Can Retailers Respond to Social Media Safety and Health Threats?

Employee-generated social media content has become a major safety and compliance issue for retailers, according to the law firm Fisher Phillips. Content can range from funny and harmless to harassment, bullying, threats and potential violence. Retailers have no legal obligations to monitor every employee’s Instagram or equivalent social media platform, states Fisher Phillips in an “Insights” report. There is no OSHA workplace violence standard. Retailers do need to have a process for responding to related workplace issues once they become aware of them, the law firm states.
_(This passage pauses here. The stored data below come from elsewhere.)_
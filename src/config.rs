//! Configuration management
//!
//! The on-disk record is a TOML file holding assistant identity, voice
//! settings, the active language and the remote reasoning credential.
//! At runtime it is owned by [`Settings`], a lock-guarded handle shared by
//! every component; mutations go through setters that persist immediately.

use anyhow::{Context, Result};
use serde::{Deserialize, Serialize};
use std::path::{Path, PathBuf};
use std::sync::{Arc, RwLock, RwLockReadGuard, RwLockWriteGuard};
use tracing::{debug, warn};

use crate::lang::Language;

/// Environment variable consulted when no key is stored in the config file
pub const API_KEY_ENV: &str = "GEMINI_API_KEY";

/// Environment variable overriding the data directory
pub const DATA_DIR_ENV: &str = "AUTODIDACT_DATA_DIR";

/// Main configuration structure
#[derive(Debug, Clone, Serialize, Deserialize, Default)]
pub struct Config {
    /// Identity, voice and language
    #[serde(default)]
    pub assistant: AssistantConfig,
    /// Remote reasoning endpoint
    #[serde(default)]
    pub remote: RemoteConfig,
    /// Learned skill execution limits
    #[serde(default)]
    pub skills: SkillsConfig,
}

#[derive(Debug, Clone, Serialize, Deserialize)]
pub struct AssistantConfig {
    /// Name the assistant introduces itself with
    #[serde(default = "default_assistant_name")]
    pub name: String,
    #[serde(default)]
    pub language: Language,
    #[serde(default = "default_true")]
    pub tts_enabled: bool,
    #[serde(default)]
    pub wake_word_enabled: bool,
    /// Index of the synthesizer voice
    #[serde(default)]
    pub voice_id: usize,
    /// Identity facts are recorded under ("guest" when unset)
    #[serde(default)]
    pub user_name: Option<String>,
}

fn default_assistant_name() -> String {
    "Autodidact".to_string()
}

fn default_true() -> bool {
    true
}

impl Default for AssistantConfig {
    fn default() -> Self {
        Self {
            name: default_assistant_name(),
            language: Language::default(),
            tts_enabled: true,
            wake_word_enabled: false,
            voice_id: 0,
            user_name: None,
        }
    }
}

#[derive(Debug, Clone, Serialize, Deserialize)]
pub struct RemoteConfig {
    /// Credential; empty means "use the environment"
    #[serde(default)]
    pub api_key: String,
    #[serde(default = "default_model")]
    pub model: String,
    #[serde(default = "default_endpoint")]
    pub endpoint: String,
    #[serde(default = "default_timeout_secs")]
    pub timeout_secs: u64,
    #[serde(default = "default_max_attempts")]
    pub max_attempts: u32,
    #[serde(default = "default_backoff_base_ms")]
    pub backoff_base_ms: u64,
    #[serde(default = "default_backoff_factor")]
    pub backoff_factor: u32,
}

fn default_model() -> String {
    "gemini-2.5-flash".to_string()
}

fn default_endpoint() -> String {
    "https://generativelanguage.googleapis.com/v1beta".to_string()
}

fn default_timeout_secs() -> u64 {
    25
}

fn default_max_attempts() -> u32 {
    3
}

fn default_backoff_base_ms() -> u64 {
    1000
}

fn default_backoff_factor() -> u32 {
    2
}

impl Default for RemoteConfig {
    fn default() -> Self {
        Self {
            api_key: String::new(),
            model: default_model(),
            endpoint: default_endpoint(),
            timeout_secs: default_timeout_secs(),
            max_attempts: default_max_attempts(),
            backoff_base_ms: default_backoff_base_ms(),
            backoff_factor: default_backoff_factor(),
        }
    }
}

#[derive(Debug, Clone, Serialize, Deserialize)]
pub struct SkillsConfig {
    /// Wall-clock budget for one script run
    #[serde(default = "default_skill_timeout")]
    pub timeout_secs: u64,
    /// Rhai operation budget for one script run
    #[serde(default = "default_max_operations")]
    pub max_operations: u64,
}

fn default_skill_timeout() -> u64 {
    30
}

fn default_max_operations() -> u64 {
    1_000_000
}

impl Default for SkillsConfig {
    fn default() -> Self {
        Self {
            timeout_secs: default_skill_timeout(),
            max_operations: default_max_operations(),
        }
    }
}

impl Config {
    /// Load configuration from a file, writing defaults if it does not exist
    pub fn load_from(path: &Path) -> Result<Self> {
        if path.exists() {
            let contents = std::fs::read_to_string(path)
                .context("Failed to read config file")?;
            let config: Config = toml::from_str(&contents)
                .context("Failed to parse config file")?;
            Ok(config)
        } else {
            let config = Config::default();
            config.save_to(path)?;
            Ok(config)
        }
    }

    /// Save configuration to a file
    pub fn save_to(&self, path: &Path) -> Result<()> {
        let parent = path.parent()
            .context("Config path has no parent")?;

        std::fs::create_dir_all(parent)
            .context("Failed to create config directory")?;

        let contents = toml::to_string_pretty(self)
            .context("Failed to serialize config")?;

        std::fs::write(path, contents)
            .context("Failed to write config file")?;

        Ok(())
    }

    /// Credential from the file, else from the environment
    pub fn resolved_api_key(&self) -> Option<String> {
        let stored = self.remote.api_key.trim();
        if !stored.is_empty() {
            return Some(stored.to_string());
        }
        std::env::var(API_KEY_ENV)
            .ok()
            .map(|k| k.trim().to_string())
            .filter(|k| !k.is_empty())
    }

    /// Identity used for fact storage
    pub fn user_id(&self) -> String {
        self.assistant
            .user_name
            .as_deref()
            .map(str::trim)
            .filter(|n| !n.is_empty())
            .unwrap_or("guest")
            .to_string()
    }
}

/// Filesystem locations used by the assistant
#[derive(Debug, Clone)]
pub struct Paths {
    pub config_file: PathBuf,
    pub data_dir: PathBuf,
}

impl Paths {
    /// Resolve paths from explicit overrides, the environment and the platform defaults
    pub fn resolve(config_file: Option<PathBuf>, data_dir: Option<PathBuf>) -> Result<Self> {
        let dirs = directories::ProjectDirs::from("", "", "autodidact");

        let config_file = match config_file {
            Some(p) => p,
            None => dirs
                .as_ref()
                .map(|d| d.config_dir().join("config.toml"))
                .context("Failed to get project directories")?,
        };

        let data_dir = match data_dir.or_else(|| std::env::var_os(DATA_DIR_ENV).map(PathBuf::from)) {
            Some(p) => p,
            None => dirs
                .as_ref()
                .map(|d| d.data_dir().to_path_buf())
                .context("Failed to get project directories")?,
        };

        Ok(Self { config_file, data_dir })
    }

    /// Everything under one root (tests, portable installs)
    pub fn rooted(root: &Path) -> Self {
        Self {
            config_file: root.join("config.toml"),
            data_dir: root.join("data"),
        }
    }

    pub fn facts_db(&self) -> PathBuf {
        self.data_dir.join("facts.db")
    }

    pub fn skills_dir(&self) -> PathBuf {
        self.data_dir.join("skills")
    }

    pub fn notes_file(&self) -> PathBuf {
        self.data_dir.join("notes.txt")
    }

    pub fn screenshots_dir(&self) -> PathBuf {
        self.data_dir.join("screenshots")
    }
}

/// Shared, lock-guarded configuration
///
/// Cloning is cheap; every clone observes the same record. Setters apply the
/// change in memory first and then persist; when the save fails the error is
/// returned but the new value stays in effect.
#[derive(Debug, Clone)]
pub struct Settings {
    inner: Arc<RwLock<Config>>,
    path: Option<PathBuf>,
}

impl Settings {
    /// Settings backed by a config file
    pub fn open(path: &Path) -> Result<Self> {
        let config = Config::load_from(path)?;
        Ok(Self {
            inner: Arc::new(RwLock::new(config)),
            path: Some(path.to_path_buf()),
        })
    }

    /// Settings that never touch the filesystem
    pub fn in_memory(config: Config) -> Self {
        Self {
            inner: Arc::new(RwLock::new(config)),
            path: None,
        }
    }

    fn read(&self) -> RwLockReadGuard<'_, Config> {
        self.inner.read().unwrap_or_else(|e| e.into_inner())
    }

    fn write(&self) -> RwLockWriteGuard<'_, Config> {
        self.inner.write().unwrap_or_else(|e| e.into_inner())
    }

    /// Copy of the whole record
    pub fn snapshot(&self) -> Config {
        self.read().clone()
    }

    pub fn language(&self) -> Language {
        self.read().assistant.language
    }

    pub fn assistant_name(&self) -> String {
        self.read().assistant.name.clone()
    }

    pub fn user_id(&self) -> String {
        self.read().user_id()
    }

    pub fn api_key(&self) -> Option<String> {
        self.read().resolved_api_key()
    }

    pub fn remote(&self) -> RemoteConfig {
        self.read().remote.clone()
    }

    pub fn skills(&self) -> SkillsConfig {
        self.read().skills.clone()
    }

    pub fn tts_enabled(&self) -> bool {
        self.read().assistant.tts_enabled
    }

    pub fn wake_word_enabled(&self) -> bool {
        self.read().assistant.wake_word_enabled
    }

    pub fn voice_id(&self) -> usize {
        self.read().assistant.voice_id
    }

    pub fn set_api_key(&self, key: &str) -> Result<()> {
        self.update(|c| c.remote.api_key = key.trim().to_string())
    }

    pub fn set_language(&self, language: Language) -> Result<()> {
        self.update(|c| c.assistant.language = language)
    }

    pub fn set_assistant_name(&self, name: &str) -> Result<()> {
        self.update(|c| c.assistant.name = name.trim().to_string())
    }

    pub fn set_user_name(&self, name: &str) -> Result<()> {
        let name = name.trim();
        self.update(|c| {
            c.assistant.user_name = if name.is_empty() { None } else { Some(name.to_string()) }
        })
    }

    pub fn set_tts_enabled(&self, enabled: bool) -> Result<()> {
        self.update(|c| c.assistant.tts_enabled = enabled)
    }

    pub fn set_wake_word_enabled(&self, enabled: bool) -> Result<()> {
        self.update(|c| c.assistant.wake_word_enabled = enabled)
    }

    pub fn set_voice_id(&self, voice_id: usize) -> Result<()> {
        self.update(|c| c.assistant.voice_id = voice_id)
    }

    fn update(&self, apply: impl FnOnce(&mut Config)) -> Result<()> {
        let snapshot = {
            let mut guard = self.write();
            apply(&mut guard);
            guard.clone()
        };

        let Some(path) = &self.path else {
            return Ok(());
        };

        debug!("Persisting settings to {}", path.display());
        snapshot.save_to(path).map_err(|e| {
            warn!("Settings changed in memory but could not be saved: {:#}", e);
            e
        })
    }
}

/// Commented template written by `config init`
pub fn default_config_toml() -> String {
    r#"# Autodidact configuration

[assistant]
name = "Autodidact"
# "en" or "es"
language = "en"
tts_enabled = true
wake_word_enabled = false
voice_id = 0
# user_name = "Ana"

[remote]
# Leave empty to read GEMINI_API_KEY from the environment
api_key = ""
model = "gemini-2.5-flash"
endpoint = "https://generativelanguage.googleapis.com/v1beta"
timeout_secs = 25
max_attempts = 3
backoff_base_ms = 1000
backoff_factor = 2

[skills]
timeout_secs = 30
max_operations = 1000000
"#
    .to_string()
}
The “Insights” report states: “OSHA’s general duty clause requires employers to provide a workplace free from recognized hazards likely to cause serious harm. OSHA has recognized retail as a high-risk environment for workplace violence, and that recognition extends to threats that originate on social media. If a current or former employee posts something threatening online toward a co-worker and management is aware of it, the employer must have a protocol in place – a defensible response process is critical.”
Fisher Phillips urges retailers to be aware of any applicable state and local safety rules, and other Federal requirements, which the firm describes here:
- New York’s Retail Worker Safety Act took effect last year and requires covered employers to adopt violence prevention policies, conduct training, and in some cases install panic or alarm buttons.
- California requires almost all employers to develop and implement workplace violence prevention plans. Specific requirements relate to hazard assessments, violent incident logs, and annual training. The state’s definition of workplace violence includes online threats.
- Washington state issued standards updates for isolated employees on January 1st, 2026, that apply to certain retailers. Updates include added training, recordkeeping, and functional requirements related to panic buttons, among other changes.
- Equal Employment Opportunity Commission (EEOC) rules must be addressed. Under EEOC requirements, employer liability for harassment claims can arise when management knows or should have known about harassing conduct, regardless of whether the conduct happened on company time or on a personal device. Conduct that occurs on private social media is not excluded because it didn’t happen on company property or time. If it surfaces in the workplace and contributes to a hostile work environment, it’s likely within the scope of EEOC rules.
- A social media policy must account for the right of employees to engage in activity about their terms and conditions of employment under the National Labor Relations Act. A retail worker posting about unsafe working conditions or management practices may be engaged in protected activity even if the post is critical or uncomfortable.
3 practical steps for retail employers
As social media use increases, retailer policies and practices to protect their workforce and business should be adjusted to keep pace. Fisher Phillips offers three steps to consider:
- Update safety programs. In California, addressing social media-originated threats in Workplace Violence Prevention Programs (WVPP) is now a compliance requirement. Updating WVPPs to reflect social media risks makes sense for multi-state retailers even where it isn’t required.
- Train managers. The first person who sees a concerning post or hears about a viral clip is almost always a store manager. Managers need to know when to contact HR, when to call legal, and what not to do. Threatening discipline for a post that might be protected activity, or ignoring something that warrants a threat assessment, can be costly mistakes.
- Review social media policies. A policy needs to cover new trends such as livestreaming, employee personal branding, and the growth of WVPPs. The policy needs to be specific enough to address safety and harassment concerns, narrow enough not to delete protected activity, and written so employees understand.